Rack Pull
Rep Range
5–8
Rest Time
3 min
Increment
5 lb
Muscles Worked
How to Perform
- 1
Set the barbell in a power rack at just below or above knee height. Stand close with feet hip-width apart.
- 2
Grip the bar with a double overhand or mixed grip. Brace your core and flatten your back.
- 3
Extend your hips and knees to stand up, keeping the bar close to your body. This shortened range of motion lets you overload the lockout.
- 4
Squeeze your glutes hard at the top. Lower back to the pins under control without bouncing.
Common Mistakes
Rounding the lower back, which is the number-one cause of deadlift injuries. If your back rounds, the weight is too heavy or your setup needs work.
Starting with the bar too far from your body. The bar should be over mid-foot and in contact with your shins at the start.

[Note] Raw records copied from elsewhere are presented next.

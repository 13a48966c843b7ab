//! 数据库连接管理
//!
//! 提供 SQLite 数据库连接和初始化功能

use rusqlite::{Connection, OpenFlags};
use std::path::PathBuf;
use std::sync::{Arc, Mutex};

use crate::models::now_iso8601;
use crate::utils::error::{AppError, AppResult};

use super::schema::{DROP_SCHEMA, INIT_SCHEMA, MIGRATIONS, SCHEMA_VERSION};

/// 数据库连接管理器
#[derive(Clone)]
pub struct Database {
    /// 数据库连接（使用 Arc<Mutex> 实现线程安全）
    conn: Arc<Mutex<Connection>>,
    /// 数据库文件路径
    path: PathBuf,
}

impl Database {
    /// 打开或创建数据库
    pub fn open(path: PathBuf) -> AppResult<Self> {
        // 确保父目录存在
        if let Some(parent) = path.parent() {
            if !parent.as_os_str().is_empty() {
                std::fs::create_dir_all(parent)?;
            }
        }

        let conn = Connection::open_with_flags(
            &path,
            OpenFlags::SQLITE_OPEN_READ_WRITE
                | OpenFlags::SQLITE_OPEN_CREATE
                | OpenFlags::SQLITE_OPEN_FULL_MUTEX,
        )?;

        let db = Self {
            conn: Arc::new(Mutex::new(conn)),
            path,
        };

        db.configure()?;

        Ok(db)
    }

    /// 打开内存数据库（用于测试）
    pub fn open_in_memory() -> AppResult<Self> {
        let conn = Connection::open_in_memory()?;

        let db = Self {
            conn: Arc::new(Mutex::new(conn)),
            path: PathBuf::from(":memory:"),
        };

        db.configure()?;

        Ok(db)
    }

    /// 配置数据库连接
    fn configure(&self) -> AppResult<()> {
        let conn = self.connection()?;

        conn.execute_batch(
            r#"
            PRAGMA journal_mode = WAL;
            PRAGMA synchronous = NORMAL;
            PRAGMA foreign_keys = ON;
            PRAGMA temp_store = MEMORY;
            PRAGMA busy_timeout = 5000;
            "#,
        )?;

        Ok(())
    }

    /// 初始化数据库 Schema
    pub fn init(&self) -> AppResult<()> {
        let conn = self.connection()?;

        // 检查是否已初始化
        let table_exists: bool = conn
            .query_row(
                "SELECT COUNT(*) > 0 FROM sqlite_master WHERE type='table' AND name='schema_version'",
                [],
                |row| row.get(0),
            )
            .unwrap_or(false);

        if !table_exists {
            tracing::info!("初始化数据库 Schema...");

            conn.execute_batch(INIT_SCHEMA)?;

            conn.execute(
                "INSERT INTO schema_version (version, applied_at) VALUES (?1, ?2)",
                rusqlite::params![SCHEMA_VERSION, now_iso8601()],
            )?;

            tracing::info!("数据库 Schema 初始化完成，版本: {}", SCHEMA_VERSION);
        } else {
            self.migrate_internal(&conn)?;
        }

        Ok(())
    }

    /// 执行数据库迁移
    fn migrate_internal(&self, conn: &Connection) -> AppResult<()> {
        let current_version: i32 = conn
            .query_row("SELECT MAX(version) FROM schema_version", [], |row| {
                row.get::<_, Option<i32>>(0)
            })?
            .unwrap_or(0);

        tracing::debug!("当前数据库版本: {}", current_version);

        for migration in MIGRATIONS {
            if migration.version > current_version {
                tracing::info!("执行迁移 v{}: {}", migration.version, migration.description);

                conn.execute_batch(migration.sql)?;

                conn.execute(
                    "INSERT INTO schema_version (version, applied_at) VALUES (?1, ?2)",
                    rusqlite::params![migration.version, now_iso8601()],
                )?;

                tracing::info!("迁移 v{} 完成", migration.version);
            }
        }

        Ok(())
    }

    /// 当前 Schema 版本
    pub fn schema_version(&self) -> AppResult<i32> {
        let conn = self.connection()?;
        let version: Option<i32> =
            conn.query_row("SELECT MAX(version) FROM schema_version", [], |row| row.get(0))?;
        Ok(version.unwrap_or(0))
    }

    /// 删除所有表后重新建表
    pub fn reset(&self) -> AppResult<()> {
        {
            let conn = self.connection()?;
            tracing::warn!("重置数据库: {:?}", self.path);
            conn.execute_batch(DROP_SCHEMA)?;
        }
        self.init()
    }

    /// 连通性检查（执行一次真实查询）
    pub fn ping(&self) -> AppResult<()> {
        let conn = self.connection()?;
        conn.query_row("SELECT 1", [], |row| row.get::<_, i64>(0))?;
        Ok(())
    }

    /// 获取数据库连接（用于执行查询）
    pub fn connection(&self) -> AppResult<std::sync::MutexGuard<'_, Connection>> {
        self.conn
            .lock()
            .map_err(|e| AppError::Database(rusqlite::Error::InvalidParameterName(e.to_string())))
    }

    /// 执行事务，闭包返回错误时整体回滚
    pub fn transaction<F, T>(&self, f: F) -> AppResult<T>
    where
        F: FnOnce(&Connection) -> AppResult<T>,
    {
        let mut conn = self.connection()?;
        let tx = conn.transaction()?;
        let result = f(&tx)?;
        tx.commit()?;
        Ok(result)
    }

    /// 获取数据库文件路径
    pub fn path(&self) -> &PathBuf {
        &self.path
    }

    /// 获取数据库统计信息
    pub fn stats(&self) -> AppResult<DatabaseStats> {
        let conn = self.connection()?;

        let count = |sql: &str| -> AppResult<i64> { Ok(conn.query_row(sql, [], |row| row.get(0))?) };

        let week_ago = (chrono::Utc::now() - chrono::Duration::days(7))
            .format("%Y-%m-%dT%H:%M:%S%.6fZ")
            .to_string();
        let recent_prompts: i64 = conn.query_row(
            "SELECT COUNT(*) FROM prompts WHERE deleted_at IS NULL AND created_at >= ?1",
            [&week_ago],
            |row| row.get(0),
        )?;

        let total_prompts = count("SELECT COUNT(*) FROM prompts WHERE deleted_at IS NULL")?;
        let public_prompts =
            count("SELECT COUNT(*) FROM prompts WHERE deleted_at IS NULL AND is_public = 1")?;
        let deleted_prompts = count("SELECT COUNT(*) FROM prompts WHERE deleted_at IS NOT NULL")?;
        let total_tags = count("SELECT COUNT(*) FROM tags")?;

        let db_size = std::fs::metadata(&self.path)
            .map(|m| m.len() as i64)
            .unwrap_or(0);

        Ok(DatabaseStats {
            total_prompts,
            public_prompts,
            private_prompts: total_prompts - public_prompts,
            recent_prompts,
            deleted_prompts,
            total_tags,
            db_size,
        })
    }
}

/// 数据库统计信息
#[derive(Debug, Clone, serde::Serialize)]
pub struct DatabaseStats {
    pub total_prompts: i64,
    pub public_prompts: i64,
    pub private_prompts: i64,
    /// 最近 7 天新增
    pub recent_prompts: i64,
    /// 已软删除
    pub deleted_prompts: i64,
    pub total_tags: i64,
    pub db_size: i64,
}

Hyperextending at the top by leaning back. Stand tall and squeeze your glutes — you do not need to lean backward.
Pro Tips
Pull the slack out of the bar before you lift. Straighten your arms, engage your lats, and build tension against the bar before it breaks the floor. This eliminates the jerk at the start.
Cue: "Push the floor away" instead of pulling the bar up. This mental shift engages your legs more effectively off the floor.